- ACTIVITY: Below are some records. Set each one down exactly as it reads.

━━━━━━━━

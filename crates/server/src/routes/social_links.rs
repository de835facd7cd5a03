//! Social link route handlers.

use axum::{Json, extract::State, http::StatusCode};
use serde::Deserialize;
use tracing::instrument;

use site_core::SocialLinkId;

use super::DeleteResponse;
use super::extract::{ApiJson, ApiPath, present};
use crate::db::{RepositoryError, SocialLinkRepository};
use crate::error::{AppError, Result};
use crate::models::{NewSocialLink, SocialLink, SocialLinkChanges};
use crate::state::AppState;

/// Link fields as submitted by the admin dashboard.
#[derive(Debug, Default, Deserialize)]
pub struct SocialLinkRequest {
    pub name: Option<String>,
    pub icon: Option<String>,
    pub url: Option<String>,
}

impl SocialLinkRequest {
    fn into_new(self) -> Result<NewSocialLink> {
        match (present(self.name), present(self.icon), present(self.url)) {
            (Some(name), Some(icon), Some(url)) => Ok(NewSocialLink { name, icon, url }),
            _ => Err(AppError::BadRequest(
                "Name, icon, and url are required".to_string(),
            )),
        }
    }

    fn into_changes(self) -> SocialLinkChanges {
        SocialLinkChanges {
            name: present(self.name),
            icon: present(self.icon),
            url: present(self.url),
        }
    }
}

/// List links.
#[instrument(skip(state))]
pub async fn list(State(state): State<AppState>) -> Result<Json<Vec<SocialLink>>> {
    let links = SocialLinkRepository::new(state.pool()).list().await?;
    Ok(Json(links))
}

/// Create a link.
#[instrument(skip(state, body))]
pub async fn create(
    State(state): State<AppState>,
    ApiJson(body): ApiJson<SocialLinkRequest>,
) -> Result<(StatusCode, Json<SocialLink>)> {
    let new_link = body.into_new()?;
    let link = SocialLinkRepository::new(state.pool())
        .create(&new_link)
        .await?;

    if !link.icon_name().is_known() {
        tracing::warn!(
            link_id = %link.id,
            icon = %link.icon,
            fallback = %link.resolved_icon,
            "Social link uses an unknown icon"
        );
    }

    Ok((StatusCode::CREATED, Json(link)))
}

/// Replace the submitted fields of a link.
#[instrument(skip(state, body))]
pub async fn update(
    State(state): State<AppState>,
    ApiPath(id): ApiPath<SocialLinkId>,
    ApiJson(body): ApiJson<SocialLinkRequest>,
) -> Result<Json<SocialLink>> {
    let link = SocialLinkRepository::new(state.pool())
        .update(id, &body.into_changes())
        .await
        .map_err(|e| match e {
            RepositoryError::NotFound => AppError::NotFound("Link not found".to_string()),
            other => other.into(),
        })?;

    Ok(Json(link))
}

/// Delete a link.
#[instrument(skip(state))]
pub async fn delete(
    State(state): State<AppState>,
    ApiPath(id): ApiPath<SocialLinkId>,
) -> Result<Json<DeleteResponse>> {
    let deleted = SocialLinkRepository::new(state.pool()).delete(id).await?;
    Ok(Json(DeleteResponse::new(deleted)))
}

━━━━━━━━

- RESPONSE TO THIS EXERCISE:
filename crates/server/src/routes/social_links.rs
repository de835facd7cd5a03
//! Social link route handlers.

use axum::{Json, extract::State, http::StatusCode};
use serde::Deserialize;
use tracing::instrument;

use site_core::SocialLinkId;

use super::DeleteResponse;
use super::extract::{ApiJson, ApiPath, present};
use crate::db::{RepositoryError, SocialLinkRepository};
use crate::error::{AppError, Result};
use crate::models::{NewSocialLink, SocialLink, SocialLinkChanges};
use crate::state::AppState;

/// Link fields as submitted by the admin dashboard.
#[derive(Debug, Default, Deserialize)]
pub struct SocialLinkRequest {
    pub name: Option<String>,
    pub icon: Option<String>,
    pub url: Option<String>,
}

impl SocialLinkRequest {
    fn into_new(self) -> Result<NewSocialLink> {
        match (present(self.name), present(self.icon), present(self.url)) {
            (Some(name), Some(icon), Some(url)) => Ok(NewSocialLink { name, icon, url }),
            _ => Err(AppError::BadRequest(
                "Name, icon, and url are required".to_string(),
            )),
        }
    }

    fn into_changes(self) -> SocialLinkChanges {
        SocialLinkChanges {
            name: present(self.name),
            icon: present(self.icon),
            url: present(self.url),
        }
    }
}

/// List links.
#[instrument(skip(state))]
pub async fn list(State(state): State<AppState>) -> Result<Json<Vec<SocialLink>>> {
    let links = SocialLinkRepository::new(state.pool()).list().await?;
    Ok(Json(links))
}

/// Create a link.
#[instrument(skip(state, body))]
pub async fn create(
    State(state): State<AppState>,
    ApiJson(body): ApiJson<SocialLinkRequest>,
) -> Result<(StatusCode, Json<SocialLink>)> {
    let new_link = body.into_new()?;
    let link = SocialLinkRepository::new(state.pool())
        .create(&new_link)
        .await?;

    if !link.icon_name().is_known() {
        tracing::warn!(
            link_id = %link.id,
            icon = %link.icon,
            fallback = %link.resolved_icon,
            "Social link uses an unknown icon"
        );
    }

    Ok((StatusCode::CREATED, Json(link)))
}

/// Replace the submitted fields of a link.
#[instrument(skip(state, body))]
pub async fn update(
    State(state): State<AppState>,
    ApiPath(id): ApiPath<SocialLinkId>,
    ApiJson(body): ApiJson<SocialLinkRequest>,
) -> Result<Json<SocialLink>> {
    let link = SocialLinkRepository::new(state.pool())
        .update(id, &body.into_changes())
        .await
        .map_err(|e| match e {
            RepositoryError::NotFound => AppError::NotFound("Link not found".to_string()),
            other => other.into(),
        })?;

    Ok(Json(link))
}

/// Delete a link.
#[instrument(skip(state))]
pub async fn delete(
    State(state): State<AppState>,
    ApiPath(id): ApiPath<SocialLinkId>,
) -> Result<Json<DeleteResponse>> {
    let deleted = SocialLinkRepository::new(state.pool()).delete(id).await?;
    Ok(Json(DeleteResponse::new(deleted)))
}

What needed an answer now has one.